Sacrum and the vertebrae of Agathaumas sylvestris

  • United States (Wyoming)

Agathaumas is a little-known genus of bird Beck dinosaurs ( ornithopods ) from the group of Ceratopsidae.

Features

From Agathaumas date only fossil remains of the sacrum and pelvis were found. From these findings, a membership to the Ceratopsidae suggests, but a more precise classification is not possible, which is why the Fund is listed as a nomen dubium.

Discovery and designation

The finding is noteworthy because it was the first discovery of a dinosaur from the group of ceratopsians. The fossils were discovered in the Lance Formation in Sweetwater County in the U.S. state of Wyoming and first described in 1872 by Edward Drinker Cope. The genus name is derived from the Greek words agan ( = "a lot" ) and thauma ( = " miracles "). Type species is A. sylvestris. The few findings enabled then no more accurate conclusions about the appearance of the animals, only some 15 years later settled with the findings of Triceratops imagine the look of Ceratopsidae. Triceratops is likely to be closely related to Agathaumas, according to Cope these genera are even synonymous, but this can not be evidence.

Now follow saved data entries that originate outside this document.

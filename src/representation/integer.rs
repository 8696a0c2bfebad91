//! # Integer genomes
//!
//! Integer loci, optionally restricted to `[lower, upper)`, with random-resetting
//! mutation.

use rand::Rng;

use crate::breeding::{locus_rate, Context, Generator, Mutator, Probability};
use crate::error::{GeneticError, Result};
use crate::fitness::FitnessValue;
use crate::gene::{Bounded, Gene};
use crate::individual::{IdSequence, Individual};
use crate::rng::{bernoulli, ThreadLocalRng};

/// An integer locus. Unbounded genes accept every `i64`.
#[cfg_attr(feature = "serde", derive(serde::Serialize, serde::Deserialize))]
#[cfg_attr(feature = "serde", serde(try_from = "IntegerGeneFields"))]
#[derive(Debug, Clone, Copy, PartialEq, Eq, Hash)]
pub struct IntegerGene {
    value: i64,
    bounds: Option<(i64, i64)>,
}

#[cfg(feature = "serde")]
#[derive(serde::Deserialize)]
struct IntegerGeneFields {
    value: i64,
    bounds: Option<(i64, i64)>,
}

#[cfg(feature = "serde")]
impl TryFrom<IntegerGeneFields> for IntegerGene {
    type Error = GeneticError;

    fn try_from(fields: IntegerGeneFields) -> Result<Self> {
        match fields.bounds {
            Some((lower, upper)) => Self::bounded(fields.value, lower, upper),
            None => Ok(Self::new(fields.value)),
        }
    }
}

impl IntegerGene {
    pub fn new(value: i64) -> Self {
        Self {
            value,
            bounds: None,
        }
    }

    /// A gene restricted to `[lower, upper)`.
    pub fn bounded(value: i64, lower: i64, upper: i64) -> Result<Self> {
        if lower >= upper {
            return Err(GeneticError::Configuration(format!(
                "Integer bounds [{lower}, {upper}) are empty"
            )));
        }
        let mut gene = Self {
            value: lower,
            bounds: Some((lower, upper)),
        };
        gene.set_value(value)?;
        Ok(gene)
    }

    pub fn value(&self) -> i64 {
        self.value
    }

    pub fn is_bounded(&self) -> bool {
        self.bounds.is_some()
    }
}

impl Gene for IntegerGene {
    fn numeric(&self) -> f64 {
        self.value as f64
    }
}

impl Bounded for IntegerGene {
    type Value = i64;

    fn value(&self) -> i64 {
        self.value
    }

    fn lower(&self) -> i64 {
        self.bounds.map_or(i64::MIN, |(lower, _)| lower)
    }

    fn upper(&self) -> i64 {
        self.bounds.map_or(i64::MAX, |(_, upper)| upper)
    }

    fn contains(&self, value: i64) -> bool {
        match self.bounds {
            Some((lower, upper)) => value >= lower && value < upper,
            None => true,
        }
    }

    fn set_value(&mut self, value: i64) -> Result<()> {
        if !self.contains(value) {
            return Err(GeneticError::OutOfBounds(format!(
                "{value} is outside [{}, {})",
                self.lower(),
                self.upper()
            )));
        }
        self.value = value;
        Ok(())
    }

    fn maximize(&mut self) {
        self.value = match self.bounds {
            Some((_, upper)) => upper - 1,
            None => i64::MAX,
        };
    }

    fn minimize(&mut self) {
        self.value = self.lower();
    }
}

/// Replaces each gene, with probability `rate`, by a uniform draw from its bounds.
pub fn random_reset<R>(genes: &mut [IntegerGene], rate: f64, rng: &mut R) -> Result<()>
where
    R: Rng + ?Sized,
{
    for gene in genes {
        if bernoulli(rng, rate) {
            let value = match gene.bounds {
                Some((lower, upper)) => rng.gen_range(lower..upper),
                None => rng.gen(),
            };
            gene.set_value(value)?;
        }
    }
    Ok(())
}

/// Generates fixed-length integer genomes within `[lower, upper)`.
#[derive(Debug, Clone)]
pub struct IntegerGenerator {
    length: usize,
    lower: i64,
    upper: i64,
}

impl IntegerGenerator {
    pub fn new(length: usize, lower: i64, upper: i64) -> Result<Self> {
        if length == 0 {
            return Err(GeneticError::Configuration(
                "Genome length must be at least 1".to_string(),
            ));
        }
        if lower >= upper {
            return Err(GeneticError::Configuration(format!(
                "Integer bounds [{lower}, {upper}) are empty"
            )));
        }
        Ok(Self {
            length,
            lower,
            upper,
        })
    }

    fn gene(&self, value: i64) -> IntegerGene {
        IntegerGene {
            value,
            bounds: Some((self.lower, self.upper)),
        }
    }
}

impl<F: FitnessValue> Generator<IntegerGene, F> for IntegerGenerator {
    fn get(&self, ids: &IdSequence) -> Individual<IntegerGene, F> {
        Individual::new(ids.next_id(), vec![self.gene(self.lower); self.length])
    }

    fn get_random(&self, ids: &IdSequence) -> Individual<IntegerGene, F> {
        let mut rng = ThreadLocalRng::rng();
        let genes = (0..self.length)
            .map(|_| self.gene(rng.gen_range(self.lower..self.upper)))
            .collect();
        Individual::new(ids.next_id(), genes)
    }
}

/// Random-resetting mutation. Each locus resets with probability `1 / len` unless
/// a rate is given.
#[derive(Debug, Clone)]
pub struct RandomResetMutator {
    probability: Probability,
    reset_rate: Option<Probability>,
}

impl RandomResetMutator {
    pub fn new(probability: f64) -> Result<Self> {
        Ok(Self {
            probability: Probability::new(probability)?,
            reset_rate: None,
        })
    }

    pub fn with_reset_rate(mut self, rate: f64) -> Result<Self> {
        self.reset_rate = Some(Probability::new(rate)?);
        Ok(self)
    }
}

impl<F: FitnessValue> Mutator<IntegerGene, F> for RandomResetMutator {
    fn probability(&self) -> Probability {
        self.probability
    }

    fn mutate(
        &self,
        individual: &mut Individual<IntegerGene, F>,
        _context: &Context<'_, IntegerGene, F>,
    ) -> Result<()> {
        let rate = locus_rate(self.reset_rate, individual.len());
        random_reset(individual.genes_mut()?, rate, &mut ThreadLocalRng::rng())
    }
}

The finds are dated to the late Cretaceous ( Maastrichtian ) in age 72-66 million years ago.

Agathaumas in the culture

The painter Charles R. Knight created in 1897 a picture of Agathaumas in which, however, crept into the hull of Triceratops, the nasal horn of a Centrosaurinae and the rear armor of a Ankylosauriers. In a similar shape Agathaumas appears in the 1925 released movie The Lost World ( The Lost World).